• Work instruction
Look through the entries below and count the lines with the word "MessageContext" in them; give only the number.

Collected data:
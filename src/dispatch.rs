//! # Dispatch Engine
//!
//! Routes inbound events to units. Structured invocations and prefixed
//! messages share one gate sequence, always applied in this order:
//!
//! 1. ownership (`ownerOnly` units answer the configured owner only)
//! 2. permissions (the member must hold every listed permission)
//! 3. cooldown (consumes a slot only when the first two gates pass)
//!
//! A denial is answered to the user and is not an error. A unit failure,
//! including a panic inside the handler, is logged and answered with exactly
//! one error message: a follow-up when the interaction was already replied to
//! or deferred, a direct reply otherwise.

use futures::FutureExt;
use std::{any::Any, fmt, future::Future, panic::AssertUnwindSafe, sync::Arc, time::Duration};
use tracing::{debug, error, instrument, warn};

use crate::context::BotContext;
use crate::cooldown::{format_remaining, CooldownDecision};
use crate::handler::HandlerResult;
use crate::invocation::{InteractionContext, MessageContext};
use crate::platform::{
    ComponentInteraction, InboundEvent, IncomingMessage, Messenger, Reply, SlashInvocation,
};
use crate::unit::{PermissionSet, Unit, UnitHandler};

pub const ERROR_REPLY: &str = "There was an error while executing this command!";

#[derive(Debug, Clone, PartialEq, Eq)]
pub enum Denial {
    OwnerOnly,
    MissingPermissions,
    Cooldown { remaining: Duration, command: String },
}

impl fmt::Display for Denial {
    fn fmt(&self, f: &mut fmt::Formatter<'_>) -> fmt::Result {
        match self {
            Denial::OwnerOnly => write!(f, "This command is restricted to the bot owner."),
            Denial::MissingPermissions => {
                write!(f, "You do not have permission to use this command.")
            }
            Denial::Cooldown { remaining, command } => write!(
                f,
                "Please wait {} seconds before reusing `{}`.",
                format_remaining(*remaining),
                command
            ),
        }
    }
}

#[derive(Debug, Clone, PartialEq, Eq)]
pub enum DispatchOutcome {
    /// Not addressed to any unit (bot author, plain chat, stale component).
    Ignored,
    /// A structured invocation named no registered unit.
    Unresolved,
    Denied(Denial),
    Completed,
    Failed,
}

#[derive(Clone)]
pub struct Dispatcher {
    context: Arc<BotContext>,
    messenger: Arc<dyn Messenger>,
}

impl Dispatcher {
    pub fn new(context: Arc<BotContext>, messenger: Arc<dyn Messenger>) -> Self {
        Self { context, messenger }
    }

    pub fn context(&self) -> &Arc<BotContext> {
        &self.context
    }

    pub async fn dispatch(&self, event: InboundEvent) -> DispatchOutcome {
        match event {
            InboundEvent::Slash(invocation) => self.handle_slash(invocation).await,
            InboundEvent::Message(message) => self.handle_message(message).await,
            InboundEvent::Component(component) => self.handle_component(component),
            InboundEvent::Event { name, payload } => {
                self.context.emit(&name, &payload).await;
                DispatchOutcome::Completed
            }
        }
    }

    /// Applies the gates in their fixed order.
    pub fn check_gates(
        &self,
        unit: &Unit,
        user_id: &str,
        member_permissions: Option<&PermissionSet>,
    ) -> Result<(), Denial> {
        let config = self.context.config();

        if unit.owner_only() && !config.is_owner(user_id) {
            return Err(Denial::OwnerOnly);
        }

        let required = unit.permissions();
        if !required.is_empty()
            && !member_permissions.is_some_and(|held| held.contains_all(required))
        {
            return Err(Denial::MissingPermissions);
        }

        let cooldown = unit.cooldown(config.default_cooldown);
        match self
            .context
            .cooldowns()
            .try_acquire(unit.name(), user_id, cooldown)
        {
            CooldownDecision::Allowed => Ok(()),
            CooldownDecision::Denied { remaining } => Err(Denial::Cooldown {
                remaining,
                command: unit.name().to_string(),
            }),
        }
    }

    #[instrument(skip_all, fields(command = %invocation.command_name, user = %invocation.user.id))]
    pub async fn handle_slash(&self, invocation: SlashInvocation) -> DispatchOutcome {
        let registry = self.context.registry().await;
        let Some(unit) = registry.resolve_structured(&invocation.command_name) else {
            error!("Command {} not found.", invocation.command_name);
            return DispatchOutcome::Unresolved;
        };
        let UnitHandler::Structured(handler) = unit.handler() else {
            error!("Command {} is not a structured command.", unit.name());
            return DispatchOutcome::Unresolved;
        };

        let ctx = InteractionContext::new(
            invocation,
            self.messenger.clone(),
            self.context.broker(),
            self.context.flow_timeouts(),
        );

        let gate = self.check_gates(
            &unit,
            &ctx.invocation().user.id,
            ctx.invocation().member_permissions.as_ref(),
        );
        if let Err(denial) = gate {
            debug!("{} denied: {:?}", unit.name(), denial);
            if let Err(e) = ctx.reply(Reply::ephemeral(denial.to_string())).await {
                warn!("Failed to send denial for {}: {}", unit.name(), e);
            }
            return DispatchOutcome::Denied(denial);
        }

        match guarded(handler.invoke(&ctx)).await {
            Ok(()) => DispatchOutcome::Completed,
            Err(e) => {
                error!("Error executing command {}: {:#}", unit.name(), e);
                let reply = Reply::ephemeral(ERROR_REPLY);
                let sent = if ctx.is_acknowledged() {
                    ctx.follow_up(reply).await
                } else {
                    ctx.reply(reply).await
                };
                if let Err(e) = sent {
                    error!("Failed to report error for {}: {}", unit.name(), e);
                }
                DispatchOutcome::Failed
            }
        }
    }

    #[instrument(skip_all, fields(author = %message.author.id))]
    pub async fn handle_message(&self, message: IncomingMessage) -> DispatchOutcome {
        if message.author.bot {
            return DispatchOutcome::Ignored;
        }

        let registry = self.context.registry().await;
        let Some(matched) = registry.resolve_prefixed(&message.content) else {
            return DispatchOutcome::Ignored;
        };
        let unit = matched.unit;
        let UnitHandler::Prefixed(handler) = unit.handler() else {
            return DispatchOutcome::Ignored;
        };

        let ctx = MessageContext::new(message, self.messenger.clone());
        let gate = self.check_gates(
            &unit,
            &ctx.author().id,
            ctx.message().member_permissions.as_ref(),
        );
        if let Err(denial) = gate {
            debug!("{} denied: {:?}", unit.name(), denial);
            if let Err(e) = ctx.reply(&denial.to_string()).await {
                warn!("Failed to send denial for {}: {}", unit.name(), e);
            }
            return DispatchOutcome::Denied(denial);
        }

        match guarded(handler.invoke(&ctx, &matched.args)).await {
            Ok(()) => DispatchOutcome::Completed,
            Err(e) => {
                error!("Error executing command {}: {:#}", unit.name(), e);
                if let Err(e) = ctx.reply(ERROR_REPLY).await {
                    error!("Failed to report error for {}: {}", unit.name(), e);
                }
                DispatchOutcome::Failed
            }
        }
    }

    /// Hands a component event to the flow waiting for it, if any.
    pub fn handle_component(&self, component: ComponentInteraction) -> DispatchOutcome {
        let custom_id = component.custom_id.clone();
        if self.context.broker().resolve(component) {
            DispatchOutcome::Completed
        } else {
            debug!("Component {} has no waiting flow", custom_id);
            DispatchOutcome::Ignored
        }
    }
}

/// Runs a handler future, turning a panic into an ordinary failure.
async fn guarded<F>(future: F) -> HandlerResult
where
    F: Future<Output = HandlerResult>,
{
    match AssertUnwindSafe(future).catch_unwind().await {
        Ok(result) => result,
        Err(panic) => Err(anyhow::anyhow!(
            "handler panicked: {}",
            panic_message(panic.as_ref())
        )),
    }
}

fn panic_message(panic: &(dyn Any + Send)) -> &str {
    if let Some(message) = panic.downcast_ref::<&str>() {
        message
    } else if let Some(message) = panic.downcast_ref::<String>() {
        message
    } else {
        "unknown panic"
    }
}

• Reply to the task
2